● **WORK TO COMPLETE**: Each record below must be returned exactly as shown.

--- INFORMATION PROVIDED ---

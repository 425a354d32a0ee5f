//! Resolution of [`MatchCasing`] to a concrete case rule.

use std::ffi::OsStr;
use std::fs;
use std::io;
use std::path::{Path, PathBuf};

use walkspec_core::MatchCasing;

/// Native case sensitivity of the host platform's usual filesystem.
///
/// Windows and Apple filesystems are case-insensitive by default; everything
/// else is treated as case-sensitive.
pub const PLATFORM_CASE_SENSITIVE: bool = !cfg!(any(windows, target_vendor = "apple"));

/// Whether matching should ignore case, using the platform default for
/// [`MatchCasing::PlatformDefault`].
pub fn resolve_ignore_case(casing: MatchCasing) -> bool {
    resolve_ignore_case_with(casing, PLATFORM_CASE_SENSITIVE)
}

/// Whether matching should ignore case, given the known sensitivity of the
/// filesystem being enumerated (see [`probe_case_sensitivity`]).
pub fn resolve_ignore_case_with(casing: MatchCasing, filesystem_case_sensitive: bool) -> bool {
    match casing {
        MatchCasing::PlatformDefault => !filesystem_case_sensitive,
        MatchCasing::CaseSensitive => false,
        MatchCasing::CaseInsensitive => true,
    }
}

/// Detect whether the filesystem holding `dir`'s entries distinguishes
/// case.
///
/// Looks up one of `dir`'s entries under its case-flipped spelling. Finding
/// the same file means the filesystem folds case. Returns `Ok(None)` when
/// no entry (other than a symlink) has ASCII letters in its name.
pub fn probe_case_sensitivity(dir: &Path) -> io::Result<Option<bool>> {
    let dir = dir.canonicalize()?;

    let Some(candidate) = probe_candidate(&dir)? else {
        tracing::debug!(dir = %dir.display(), "no entry available for case probe");
        return Ok(None);
    };
    let Some(flipped) = flip_file_name(&candidate) else {
        return Ok(None);
    };

    let sensitive = match fs::symlink_metadata(&flipped) {
        Ok(_) => !same_file(&candidate, &flipped)?,
        Err(err) if err.kind() == io::ErrorKind::NotFound => true,
        Err(err) => return Err(err),
    };

    tracing::debug!(dir = %dir.display(), sensitive, "probed filesystem case sensitivity");
    Ok(Some(sensitive))
}

fn probe_candidate(dir: &Path) -> io::Result<Option<PathBuf>> {
    for entry in fs::read_dir(dir)? {
        let entry = entry?;
        if entry.file_type()?.is_symlink() {
            continue;
        }
        if has_ascii_letter(&entry.file_name()) {
            return Ok(Some(entry.path()));
        }
    }
    Ok(None)
}

fn has_ascii_letter(name: &OsStr) -> bool {
    name.to_str()
        .is_some_and(|n| n.chars().any(|c| c.is_ascii_alphabetic()))
}

fn flip_file_name(path: &Path) -> Option<PathBuf> {
    let name = path.file_name()?.to_str()?;
    let flipped: String = name
        .chars()
        .map(|c| {
            if c.is_ascii_lowercase() {
                c.to_ascii_uppercase()
            } else {
                c.to_ascii_lowercase()
            }
        })
        .collect();
    Some(path.with_file_name(flipped))
}

#[cfg(unix)]
fn same_file(a: &Path, b: &Path) -> io::Result<bool> {
    use std::os::unix::fs::MetadataExt;
    let (a, b) = (fs::symlink_metadata(a)?, fs::symlink_metadata(b)?);
    Ok(a.dev() == b.dev() && a.ino() == b.ino())
}

/// Candidates are never symlinks, so canonical paths identify the file.
/// They carry the stored spelling, so two names for one file agree.
#[cfg(not(unix))]
fn same_file(a: &Path, b: &Path) -> io::Result<bool> {
    Ok(a.canonicalize()? == b.canonicalize()?)
}
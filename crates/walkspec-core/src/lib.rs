//! Core types for walkspec.
//!
//! This crate describes *how* a directory should be enumerated without
//! performing any enumeration itself:
//!
//! - [`EnumerationOptions`] - recursion, attribute filtering, error
//!   handling and pattern matching settings
//! - [`Preset`] - immutable legacy-compatible option sets
//! - [`SearchOption`] - the legacy recursion flag, with lossy conversions to
//!   and from options
//!
//! ```rust
//! use walkspec_core::{EnumerationOptions, MatchType, SearchOption};
//!
//! let legacy = EnumerationOptions::from_search_option(SearchOption::AllDirectories);
//! assert_eq!(legacy.match_type, MatchType::Win32);
//! assert_eq!(legacy.search_option(), SearchOption::AllDirectories);
//!
//! let mut modern = EnumerationOptions::default();
//! modern.recurse_subdirectories = true;
//! modern.set_max_recursion_depth(2)?;
//! # Ok::<(), walkspec_core::OptionsError>(())
//! ```
//!
//! With the `jwalk` feature, [`EnumerationOptions::jwalk`] configures a
//! `jwalk::WalkDir`. Its unit tests only build with the feature on, e.g.
//! `cargo test -p walkspec-core --features jwalk`; the `walkspec-match`
//! tests enable it for workspace-wide runs.

#[cfg(feature = "jwalk")]
mod adapter;
mod attributes;
mod error;
mod options;
mod presets;
mod search_option;

pub use attributes::FileAttributes;
pub use error::OptionsError;
pub use options::{
    EnumerationOptions, EnumerationOptionsBuilder, EnumerationOptionsBuilderError, MatchCasing,
    MatchType,
};
pub use presets::Preset;
pub use search_option::SearchOption;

---

● **OUTPUT**:
repository 425a354d32a0ee5f
//! Resolution of [`MatchCasing`] to a concrete case rule.

use std::ffi::OsStr;
use std::fs;
use std::io;
use std::path::{Path, PathBuf};

use walkspec_core::MatchCasing;

/// Native case sensitivity of the host platform's usual filesystem.
///
/// Windows and Apple filesystems are case-insensitive by default; everything
/// else is treated as case-sensitive.
pub const PLATFORM_CASE_SENSITIVE: bool = !cfg!(any(windows, target_vendor = "apple"));

/// Whether matching should ignore case, using the platform default for
/// [`MatchCasing::PlatformDefault`].
pub fn resolve_ignore_case(casing: MatchCasing) -> bool {
    resolve_ignore_case_with(casing, PLATFORM_CASE_SENSITIVE)
}

/// Whether matching should ignore case, given the known sensitivity of the
/// filesystem being enumerated (see [`probe_case_sensitivity`]).
pub fn resolve_ignore_case_with(casing: MatchCasing, filesystem_case_sensitive: bool) -> bool {
    match casing {
        MatchCasing::PlatformDefault => !filesystem_case_sensitive,
        MatchCasing::CaseSensitive => false,
        MatchCasing::CaseInsensitive => true,
    }
}

/// Detect whether the filesystem holding `dir`'s entries distinguishes
/// case.
///
/// Looks up one of `dir`'s entries under its case-flipped spelling. Finding
/// the same file means the filesystem folds case. Returns `Ok(None)` when
/// no entry (other than a symlink) has ASCII letters in its name.
pub fn probe_case_sensitivity(dir: &Path) -> io::Result<Option<bool>> {
    let dir = dir.canonicalize()?;

    let Some(candidate) = probe_candidate(&dir)? else {
        tracing::debug!(dir = %dir.display(), "no entry available for case probe");
        return Ok(None);
    };
    let Some(flipped) = flip_file_name(&candidate) else {
        return Ok(None);
    };

    let sensitive = match fs::symlink_metadata(&flipped) {
        Ok(_) => !same_file(&candidate, &flipped)?,
        Err(err) if err.kind() == io::ErrorKind::NotFound => true,
        Err(err) => return Err(err),
    };

    tracing::debug!(dir = %dir.display(), sensitive, "probed filesystem case sensitivity");
    Ok(Some(sensitive))
}

fn probe_candidate(dir: &Path) -> io::Result<Option<PathBuf>> {
    for entry in fs::read_dir(dir)? {
        let entry = entry?;
        if entry.file_type()?.is_symlink() {
            continue;
        }
        if has_ascii_letter(&entry.file_name()) {
            return Ok(Some(entry.path()));
        }
    }
    Ok(None)
}

fn has_ascii_letter(name: &OsStr) -> bool {
    name.to_str()
        .is_some_and(|n| n.chars().any(|c| c.is_ascii_alphabetic()))
}

fn flip_file_name(path: &Path) -> Option<PathBuf> {
    let name = path.file_name()?.to_str()?;
    let flipped: String = name
        .chars()
        .map(|c| {
            if c.is_ascii_lowercase() {
                c.to_ascii_uppercase()
            } else {
                c.to_ascii_lowercase()
            }
        })
        .collect();
    Some(path.with_file_name(flipped))
}

#[cfg(unix)]
fn same_file(a: &Path, b: &Path) -> io::Result<bool> {
    use std::os::unix::fs::MetadataExt;
    let (a, b) = (fs::symlink_metadata(a)?, fs::symlink_metadata(b)?);
    Ok(a.dev() == b.dev() && a.ino() == b.ino())
}

/// Candidates are never symlinks, so canonical paths identify the file.
/// They carry the stored spelling, so two names for one file agree.
#[cfg(not(unix))]
fn same_file(a: &Path, b: &Path) -> io::Result<bool> {
    Ok(a.canonicalize()? == b.canonicalize()?)
}
filename crates/walkspec-core/src/lib.rs
//! Core types for walkspec.
//!
//! This crate describes *how* a directory should be enumerated without
//! performing any enumeration itself:
//!
//! - [`EnumerationOptions`] - recursion, attribute filtering, error
//!   handling and pattern matching settings
//! - [`Preset`] - immutable legacy-compatible option sets
//! - [`SearchOption`] - the legacy recursion flag, with lossy conversions to
//!   and from options
//!
//! ```rust
//! use walkspec_core::{EnumerationOptions, MatchType, SearchOption};
//!
//! let legacy = EnumerationOptions::from_search_option(SearchOption::AllDirectories);
//! assert_eq!(legacy.match_type, MatchType::Win32);
//! assert_eq!(legacy.search_option(), SearchOption::AllDirectories);
//!
//! let mut modern = EnumerationOptions::default();
//! modern.recurse_subdirectories = true;
//! modern.set_max_recursion_depth(2)?;
//! # Ok::<(), walkspec_core::OptionsError>(())
//! ```
//!
//! With the `jwalk` feature, [`EnumerationOptions::jwalk`] configures a
//! `jwalk::WalkDir`. Its unit tests only build with the feature on, e.g.
//! `cargo test -p walkspec-core --features jwalk`; the `walkspec-match`
//! tests enable it for workspace-wide runs.

#[cfg(feature = "jwalk")]
mod adapter;
mod attributes;
mod error;
mod options;
mod presets;
mod search_option;

pub use attributes::FileAttributes;
pub use error::OptionsError;
pub use options::{
    EnumerationOptions, EnumerationOptionsBuilder, EnumerationOptionsBuilderError, MatchCasing,
    MatchType,
};
pub use presets::Preset;
pub use search_option::SearchOption;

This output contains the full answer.